En esta guía encontrarás información clara, rigurosa y actualizada sobre las causas, síntomas, métodos diagnósticos, opciones de tratamiento y, muy importante, las medidas de prevención disponibles hoy en día.

¿Qué son las verrugas genitales y los condilomas?

Las verrugas genitales, también llamadas condilomas acuminados, son crecimientos cutáneos o mucosos benignos que aparecen en la zona genital y anal. Son consecuencia de la infección por determinadas cepas del VPH, concretamente los serotipos 6 y 11, clasificados como de bajo riesgo oncogénico.

Formas de presentación

Morfológicamente, pueden presentarse de distintas maneras:

Tipo de lesión Descripción
Pápulas lisas o rugosas Del color de la piel o ligeramente rosadas
Condiloma acuminado clásico En forma de coliflor, conocido como «cresta de gallo»
Placas queratósicas planas Más difíciles de identificar a simple vista
Verrugas papulosas De superficie más uniforme

Su tamaño puede ir desde unos pocos milímetros hasta lesiones de varios centímetros en casos avanzados. Pueden aparecer de forma aislada o en grupos, y su número varía enormemente de una persona a otra.

Dato clave: Desde el punto de vista histológico, las verrugas genitales son idénticas en hombres y mujeres. La única diferencia significativa es su localización anatómica.

Localización según el sexo

En mujeres:

  • Genitales externos: labios mayores y menores, clítoris
  • Entrada y paredes de la vagina
  • Cuello del útero (cérvix)
  • Zona perianal y canal anal
  • Uretra femenina (menos frecuente)

En hombres:

  • Pene: glande, surco balanoprepucial, prepucio y cuerpo del pene
  • Escroto
  • Zona perianal y canal anal
  • Meato uretral y uretra (con menor frecuencia, pero posible)

El Virus del Papiloma Humano (VPH)

El Virus del Papiloma Humano (VPH) es la infección de transmisión sexual más común a nivel mundial. Se estima que una gran parte de la población sexualmente activa entrará en contacto con el virus en algún momento de su vida.

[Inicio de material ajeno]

// Copyright 2025-present Harīṣh Tummalachērla
// SPDX-License-Identifier: Apache-2.0

//! Terminal display utilities for the offerscope CLI.
//!
//! OneDark for dark terminals, One Light for light ones. The theme comes from
//! `OFFERSCOPE_THEME` when set, then `COLORFGBG`, then defaults to dark.
//! `NO_COLOR` and non-TTY stdout turn styling off entirely, so piped output
//! is plain text.

use offerscope::{CatalogPage, Facets, Offer, ScoreBreakdown};
use std::io::IsTerminal;
use std::sync::OnceLock;

// Width between │ and │ (excluding border chars)
pub const BOX_WIDTH: usize = 80;

// ═══════════════════════════════════════════════════════════════════════════
// THEME DETECTION
// ═══════════════════════════════════════════════════════════════════════════

#[derive(Debug, Clone, Copy, PartialEq, Eq)]
pub enum Theme {
    Dark,
    Light,
}

static THEME: OnceLock<Theme> = OnceLock::new();
static USE_COLORS: OnceLock<bool> = OnceLock::new();

fn detect_theme() -> Theme {
    if let Ok(theme) = std::env::var("OFFERSCOPE_THEME") {
        match theme.to_lowercase().as_str() {
            "light" | "l" => return Theme::Light,
            "dark" | "d" => return Theme::Dark,
            _ => {}
        }
    }

    // "fg;bg": colors 0-6 and 8 are dark backgrounds
    if let Ok(colorfgbg) = std::env::var("COLORFGBG") {
        if let Some(Ok(bg)) = colorfgbg.split(';').next_back().map(str::parse::<u8>) {
            if bg >= 7 && bg != 8 {
                return Theme::Light;
            }
        }
    }

    Theme::Dark
}

pub fn theme() -> Theme {
    *THEME.get_or_init(detect_theme)
}

/// Styling on? Respects `NO_COLOR` and only styles a terminal.
pub fn use_colors() -> bool {
    *USE_COLORS.get_or_init(|| std::env::var_os("NO_COLOR").is_none() && std::io::stdout().is_terminal())
}

// ═══════════════════════════════════════════════════════════════════════════
// PALETTES
// ═══════════════════════════════════════════════════════════════════════════

fn rgb(r: u8, g: u8, b: u8) -> String {
    format!("\x1b[38;2;{};{};{}m", r, g, b)
}

pub const RESET: &str = "\x1b[0m";
pub const BOLD: &str = "\x1b[1m";
pub const DIM: &str = "\x1b[2m";

mod onedark {
    pub const GREEN: (u8, u8, u8) = (152, 195, 121); // #98c379
    pub const YELLOW: (u8, u8, u8) = (229, 192, 123); // #e5c07b
    pub const BLUE: (u8, u8, u8) = (97, 175, 239); // #61afef
    pub const MAGENTA: (u8, u8, u8) = (198, 120, 221); // #c678dd
    pub const CYAN: (u8, u8, u8) = (86, 182, 194); // #56b6c2
    pub const GRAY: (u8, u8, u8) = (92, 99, 112); // #5c6370
    pub const BRIGHT_GREEN: (u8, u8, u8) = (166, 226, 46);
}

mod onelight {
    pub const GREEN: (u8, u8, u8) = (80, 161, 79); // #50a14f
    pub const YELLOW: (u8, u8, u8) = (193, 132, 1); // #c18401
    pub const BLUE: (u8, u8, u8) = (64, 120, 242); // #4078f2
    pub const MAGENTA: (u8, u8, u8) = (166, 38, 164); // #a626a4
    pub const CYAN: (u8, u8, u8) = (1, 132, 188); // #0184bc
    pub const GRAY: (u8, u8, u8) = (160, 161, 167); // #a0a1a7
    pub const BRIGHT_GREEN: (u8, u8, u8) = (68, 140, 39);
}

macro_rules! theme_color {
    ($name:ident) => {
        #[allow(non_snake_case)]
        pub fn $name() -> String {
            let (r, g, b) = match theme() {
                Theme::Dark => onedark::$name,
                Theme::Light => onelight::$name,
            };
            rgb(r, g, b)
        }
    };
}

theme_color!(GREEN);
theme_color!(YELLOW);
theme_color!(BLUE);
theme_color!(MAGENTA);
theme_color!(CYAN);
theme_color!(GRAY);
theme_color!(BRIGHT_GREEN);

// ═══════════════════════════════════════════════════════════════════════════
// CORE UTILITIES
// ═══════════════════════════════════════════════════════════════════════════

/// Apply theme color with optional modifiers, or nothing when styling is off.
pub fn themed(color_fn: fn() -> String, modifiers: &[&str], text: &str) -> String {
    if use_colors() {
        format!("{}{}{}{}", modifiers.join(""), color_fn(), text, RESET)
    } else {
        text.to_string()
    }
}

/// Visible length, excluding ANSI escapes.
pub fn visible_len(s: &str) -> usize {
    let mut in_escape = false;
    let mut len = 0;
    for c in s.chars() {
        if c == '\x1b' {
            in_escape = true;
        } else if in_escape && c == 'm' {
            in_escape = false;
        } else if !in_escape {
            len += 1;
        }
    }
    len
}

pub fn pad_right(s: &str, width: usize) -> String {
    let visible = visible_len(s);
    if visible >= width {
        s.to_string()
    } else {
        format!("{}{}", s, " ".repeat(width - visible))
    }
}

pub fn pad_left(s: &str, width: usize) -> String {
    let visible = visible_len(s);
    if visible >= width {
        s.to_string()
    } else {
        format!("{}{}", " ".repeat(width - visible), s)
    }
}

/// Cut plain text to `max` chars, marking the cut with `…`.
pub fn truncate(text: &str, max: usize) -> String {
    if text.chars().count() <= max {
        return text.to_string();
    }
    let kept: String = text.chars().take(max.saturating_sub(1)).collect();
    format!("{}…", kept)
}

// ═══════════════════════════════════════════════════════════════════════════
// BOX DRAWING
// ═══════════════════════════════════════════════════════════════════════════

fn border(text: &str) -> String {
    themed(GRAY, &[], text)
}

/// │ content          │
pub fn row(content: &str) {
    let pad = BOX_WIDTH.saturating_sub(visible_len(content));
    println!("{}{}{}{}", border("│"), content, " ".repeat(pad), border("│"));
}

/// ┌─ LABEL ──────────┐
pub fn section_top(label: &str) {
    section_line('┌', '┐', label);
}

/// ├─ LABEL ──────────┤
pub fn section_mid(label: &str) {
    section_line('├', '┤', label);
}

fn section_line(left: char, right: char, label: &str) {
    let label_part = format!("─ {} ", themed(CYAN, &[BOLD], label));
    let remaining = BOX_WIDTH.saturating_sub(visible_len(&label_part));
    println!(
        "{}{}{}",
        border(&left.to_string()),
        label_part,
        border(&format!("{}{}", "─".repeat(remaining), right))
    );
}

/// └──────────────────┘
pub fn section_bot() {
    println!("{}", border(&format!("└{}┘", "─".repeat(BOX_WIDTH))));
}

// ═══════════════════════════════════════════════════════════════════════════
// SEMANTIC FORMATTERS
// ═══════════════════════════════════════════════════════════════════════════

/// Color-coded score, right-aligned.
pub fn score_value(score: u32) -> String {
    let text = format!("{:>5}", score);
    let color: fn() -> String = if score >= 100 {
        BRIGHT_GREEN
    } else if score >= 50 {
        GREEN
    } else if score >= 20 {
        YELLOW
    } else {
        GRAY
    };
    themed(color, &[], &text)
}

fn featured_badge(offer: &Offer) -> String {
    if offer.is_featured {
        themed(MAGENTA, &[BOLD], "★")
    } else {
        " ".to_string()
    }
}

fn category_label(offer: &Offer) -> String {
    match (offer.category_main.as_deref(), offer.category_sub.as_deref()) {
        (Some(main), Some(sub)) => format!("{} › {}", main, sub),
        (Some(main), None) => main.to_string(),
        (None, _) => String::new(),
    }
}

// ═══════════════════════════════════════════════════════════════════════════
// REPORTS
// ═══════════════════════════════════════════════════════════════════════════

/// Render a catalog page as a box with one row per offer.
pub fn print_page(page: &CatalogPage<'_>) {
    let header = format!(
        "RESULTS {} of {} · page {}/{}",
        page.items.len(),
        page.total_results,
        page.view.page,
        page.total_pages
    );
    section_top(&header);

    if page.items.is_empty() {
        row(&themed(GRAY, &[DIM], "  no offers match this view"));
    }
    for offer in &page.items {
        let id = themed(GRAY, &[], &pad_left(&offer.id.to_string(), 5));
        let name = themed(BLUE, &[BOLD], &truncate(&offer.name, 30));
        let category = themed(GRAY, &[], &truncate(&category_label(offer), 34));
        row(&format!(
            " {} {} {} {}",
            id,
            featured_badge(offer),
            pad_right(&name, 30),
            category
        ));
    }

    let canonical = page.canonical_query();
    section_mid("VIEW");
    let shown = if canonical.is_empty() { "(defaults)".to_string() } else { format!("?{}", canonical) };
    row(&format!(" {}", truncate(&shown, BOX_WIDTH - 2)));
    section_bot();
}

/// Render score breakdowns, one row per offer.
pub fn print_breakdowns(query: &str, rows: &[(&Offer, ScoreBreakdown)]) {
    section_top(&format!("EXPLAIN \"{}\"", truncate(query, 40)));
    row(&themed(
        GRAY,
        &[DIM],
        " total  name offer  cat   sub  tags  desc  offer",
    ));
    for (offer, breakdown) in rows {
        row(&format!(
            " {} {:>5} {:>5} {:>5} {:>5} {:>5} {:>5}  {}",
            score_value(breakdown.total()),
            breakdown.name,
            breakdown.offer,
            breakdown.category,
            breakdown.subcategory,
            breakdown.tags,
            breakdown.description,
            truncate(&offer.name, 30)
        ));
    }
    section_bot();
}

pub fn print_facets(facets: &Facets) {
    section_top("SUBCATEGORIES");
    print_list(&facets.subcategories);
    section_mid("TAGS");
    print_list(&facets.tags);
    section_bot();
}

fn print_list(values: &[String]) {
    if values.is_empty() {
        row(&themed(GRAY, &[DIM], "  (none)"));
    }
    for value in values {
        row(&format!("  {}", truncate(value, BOX_WIDTH - 4)));
    }
}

Existen más de 200 tipos de VPH, clasificados en:

  • Bajo riesgo (tipos 6 y 11): responsables de la mayoría de las verrugas genitales.
  • Alto riesgo (como 16 y 18): asociados a lesiones precancerosas y ciertos tipos de cáncer.

Es fundamental comprender que una persona puede estar infectada por varios tipos de VPH simultáneamente. Y que la infección por los tipos que causan verrugas (bajo riesgo) es diferente —y no implica necesariamente— una infección por los tipos de alto riesgo oncogénico.

¿Cómo se transmiten?

El VPH se transmite principalmente mediante contacto directo piel con piel o mucosa con mucosa en la zona genital. No es necesaria la penetración para que se produzca el contagio.

Vías de transmisión

  • Relaciones sexuales vaginales: la vía más frecuente de contagio
  • Relaciones sexuales anales: alto riesgo de transmisión en ambos sentidos
  • Sexo oral: posible transmisión orofaríngea, aunque menos habitual
  • Contacto genital sin penetración: el simple roce de zonas infectadas puede ser suficiente
  • Transmisión perinatal: de madre a hijo durante el parto (poco frecuente, pero puede provocar papilomatosis respiratoria en el recién nacido)

Punto crítico: El VPH puede transmitirse aunque no haya lesiones visibles. El periodo de incubación puede ir desde unas pocas semanas hasta varios meses, e incluso el virus puede permanecer latente durante años sin dar síntomas.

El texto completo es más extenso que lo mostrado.